== ASSIGNED TASK ==
Word for word, transcribe the records that follow.

[Opening EXERCISE INPUTS section]

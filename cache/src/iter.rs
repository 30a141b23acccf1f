//! Contains types for iterating over a cache's contents.

use crate::cell::Outcome;
use crate::entry::{CacheEntry, EntryView};
use crate::future::CacheFuture;
use crate::shared::CacheShared;

use std::collections::VecDeque;
use std::fmt;
use std::hash::{BuildHasher, Hash};
use std::sync::Arc;

/// Walks the shards in order, snapshotting one shard's entries at a time.
///
/// The snapshot holds the entry handles, not the values, so a value is read
/// when it is yielded rather than when its shard was scanned.
struct ShardCursor<K, V, H> {
  shared: Arc<CacheShared<K, V, H>>,
  shard_index: usize,
  buffer: VecDeque<(K, Arc<CacheEntry<V>>)>,
}

impl<K, V, H> ShardCursor<K, V, H>
where
  K: Eq + Hash + Clone + Send + Sync + 'static,
  V: Send + Sync + 'static,
  H: BuildHasher + Clone + Send + Sync + 'static,
{
  fn new(shared: Arc<CacheShared<K, V, H>>) -> Self {
    Self {
      shared,
      shard_index: 0,
      buffer: VecDeque::new(),
    }
  }

  fn next_view(&mut self) -> Option<(K, EntryView<V>)> {
    loop {
      if let Some((key, entry)) = self.buffer.pop_front() {
        let view = match entry.view() {
          // Removed since the snapshot: the key may have been re-mapped.
          EntryView::Removed => match self.shared.store.get(&key) {
            Some(current) => current.view(),
            None => continue,
          },
          view => view,
        };
        return Some((key, view));
      }

      if self.shard_index >= self.shared.store.num_shards() {
        return None;
      }
      let shard = self.shared.store.shard_at(self.shard_index).read();
      self.buffer.extend(
        shard
          .iter()
          .map(|(key, entry)| (key.clone(), entry.clone())),
      );
      drop(shard);
      self.shard_index += 1;
    }
  }
}

/// A weakly consistent iterator over the resolved entries of a cache.
///
/// It never fails because of concurrent modification and yields each key at
/// most once. An entry removed after its shard was scanned is skipped; an
/// entry replaced after that is yielded with its current value. Entries
/// still being computed are not yielded.
///
/// Iteration does not count as a read: it records no statistics and does not
/// affect eviction order.
pub struct Iter<K, V, H> {
  cursor: ShardCursor<K, V, H>,
}

impl<K, V, H> Iter<K, V, H>
where
  K: Eq + Hash + Clone + Send + Sync + 'static,
  V: Send + Sync + 'static,
  H: BuildHasher + Clone + Send + Sync + 'static,
{
  pub(crate) fn new(shared: Arc<CacheShared<K, V, H>>) -> Self {
    Self {
      cursor: ShardCursor::new(shared),
    }
  }
}

impl<K, V, H> Iterator for Iter<K, V, H>
where
  K: Eq + Hash + Clone + Send + Sync + 'static,
  V: Send + Sync + 'static,
  H: BuildHasher + Clone + Send + Sync + 'static,
{
  type Item = (K, Arc<V>);

  fn next(&mut self) -> Option<Self::Item> {
    loop {
      match self.cursor.next_view()? {
        (key, EntryView::Resolved(value)) => return Some((key, value)),
        _ => continue,
      }
    }
  }
}

impl<K, V, H> fmt::Debug for Iter<K, V, H> {
  fn fmt(&self, f: &mut fmt::Formatter<'_>) -> fmt::Result {
    f.debug_struct("Iter")
      .field("shard_index", &self.cursor.shard_index)
      .finish_non_exhaustive()
  }
}

/// A weakly consistent iterator over every entry of an asynchronous cache,
/// including the ones still being computed.
///
/// Resolved entries are yielded as completed futures.
pub struct FutureIter<K, V, H> {
  cursor: ShardCursor<K, V, H>,
}

impl<K, V, H> FutureIter<K, V, H>
where
  K: Eq + Hash + Clone + Send + Sync + 'static,
  V: Send + Sync + 'static,
  H: BuildHasher + Clone + Send + Sync + 'static,
{
  pub(crate) fn new(shared: Arc<CacheShared<K, V, H>>) -> Self {
    Self {
      cursor: ShardCursor::new(shared),
    }
  }
}

impl<K, V, H> Iterator for FutureIter<K, V, H>
where
  K: Eq + Hash + Clone + Send + Sync + 'static,
  V: Send + Sync + 'static,
  H: BuildHasher + Clone + Send + Sync + 'static,
{
  type Item = (K, CacheFuture<V>);

  fn next(&mut self) -> Option<Self::Item> {
    loop {
      match self.cursor.next_view()? {
        (key, EntryView::Resolved(value)) => {
          return Some((key, CacheFuture::ready(Outcome::Value(value))))
        }
        (key, EntryView::Pending(cell)) => return Some((key, CacheFuture::new(cell))),
        (_, EntryView::Removed) => continue,
      }
    }
  }
}

impl<K, V, H> fmt::Debug for FutureIter<K, V, H> {
  fn fmt(&self, f: &mut fmt::Formatter<'_>) -> fmt::Result {
    f.debug_struct("FutureIter")
      .field("shard_index", &self.cursor.shard_index)
      .finish_non_exhaustive()
  }
}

[Closing EXERCISE INPUTS section]

== ANSWER SECTION ==
filename cache/src/iter.rs
repository 30a141b23acccf1f
//! Contains types for iterating over a cache's contents.

use crate::cell::Outcome;
use crate::entry::{CacheEntry, EntryView};
use crate::future::CacheFuture;
use crate::shared::CacheShared;

use std::collections::VecDeque;
use std::fmt;
use std::hash::{BuildHasher, Hash};
use std::sync::Arc;

/// Walks the shards in order, snapshotting one shard's entries at a time.
///
/// The snapshot holds the entry handles, not the values, so a value is read
/// when it is yielded rather than when its shard was scanned.
struct ShardCursor<K, V, H> {
  shared: Arc<CacheShared<K, V, H>>,
  shard_index: usize,
  buffer: VecDeque<(K, Arc<CacheEntry<V>>)>,
}

impl<K, V, H> ShardCursor<K, V, H>
where
  K: Eq + Hash + Clone + Send + Sync + 'static,
  V: Send + Sync + 'static,
  H: BuildHasher + Clone + Send + Sync + 'static,
{
  fn new(shared: Arc<CacheShared<K, V, H>>) -> Self {
    Self {
      shared,
      shard_index: 0,
      buffer: VecDeque::new(),
    }
  }

  fn next_view(&mut self) -> Option<(K, EntryView<V>)> {
    loop {
      if let Some((key, entry)) = self.buffer.pop_front() {
        let view = match entry.view() {
          // Removed since the snapshot: the key may have been re-mapped.
          EntryView::Removed => match self.shared.store.get(&key) {
            Some(current) => current.view(),
            None => continue,
          },
          view => view,
        };
        return Some((key, view));
      }

      if self.shard_index >= self.shared.store.num_shards() {
        return None;
      }
      let shard = self.shared.store.shard_at(self.shard_index).read();
      self.buffer.extend(
        shard
          .iter()
          .map(|(key, entry)| (key.clone(), entry.clone())),
      );
      drop(shard);
      self.shard_index += 1;
    }
  }
}

/// A weakly consistent iterator over the resolved entries of a cache.
///
/// It never fails because of concurrent modification and yields each key at
/// most once. An entry removed after its shard was scanned is skipped; an
/// entry replaced after that is yielded with its current value. Entries
/// still being computed are not yielded.
///
/// Iteration does not count as a read: it records no statistics and does not
/// affect eviction order.
pub struct Iter<K, V, H> {
  cursor: ShardCursor<K, V, H>,
}

impl<K, V, H> Iter<K, V, H>
where
  K: Eq + Hash + Clone + Send + Sync + 'static,
  V: Send + Sync + 'static,
  H: BuildHasher + Clone + Send + Sync + 'static,
{
  pub(crate) fn new(shared: Arc<CacheShared<K, V, H>>) -> Self {
    Self {
      cursor: ShardCursor::new(shared),
    }
  }
}

impl<K, V, H> Iterator for Iter<K, V, H>
where
  K: Eq + Hash + Clone + Send + Sync + 'static,
  V: Send + Sync + 'static,
  H: BuildHasher + Clone + Send + Sync + 'static,
{
  type Item = (K, Arc<V>);

  fn next(&mut self) -> Option<Self::Item> {
    loop {
      match self.cursor.next_view()? {
        (key, EntryView::Resolved(value)) => return Some((key, value)),
        _ => continue,
      }
    }
  }
}

impl<K, V, H> fmt::Debug for Iter<K, V, H> {
  fn fmt(&self, f: &mut fmt::Formatter<'_>) -> fmt::Result {
    f.debug_struct("Iter")
      .field("shard_index", &self.cursor.shard_index)
      .finish_non_exhaustive()
  }
}

/// A weakly consistent iterator over every entry of an asynchronous cache,
/// including the ones still being computed.
///
/// Resolved entries are yielded as completed futures.
pub struct FutureIter<K, V, H> {
  cursor: ShardCursor<K, V, H>,
}

impl<K, V, H> FutureIter<K, V, H>
where
  K: Eq + Hash + Clone + Send + Sync + 'static,
  V: Send + Sync + 'static,
  H: BuildHasher + Clone + Send + Sync + 'static,
{
  pub(crate) fn new(shared: Arc<CacheShared<K, V, H>>) -> Self {
    Self {
      cursor: ShardCursor::new(shared),
    }
  }
}

impl<K, V, H> Iterator for FutureIter<K, V, H>
where
  K: Eq + Hash + Clone + Send + Sync + 'static,
  V: Send + Sync + 'static,
  H: BuildHasher + Clone + Send + Sync + 'static,
{
  type Item = (K, CacheFuture<V>);

  fn next(&mut self) -> Option<Self::Item> {
    loop {
      match self.cursor.next_view()? {
        (key, EntryView::Resolved(value)) => {
          return Some((key, CacheFuture::ready(Outcome::Value(value))))
        }
        (key, EntryView::Pending(cell)) => return Some((key, CacheFuture::new(cell))),
        (_, EntryView::Removed) => continue,
      }
    }
  }
}

impl<K, V, H> fmt::Debug for FutureIter<K, V, H> {
  fn fmt(&self, f: &mut fmt::Formatter<'_>) -> fmt::Result {
    f.debug_struct("FutureIter")
      .field("shard_index", &self.cursor.shard_index)
      .finish_non_exhaustive()
  }
}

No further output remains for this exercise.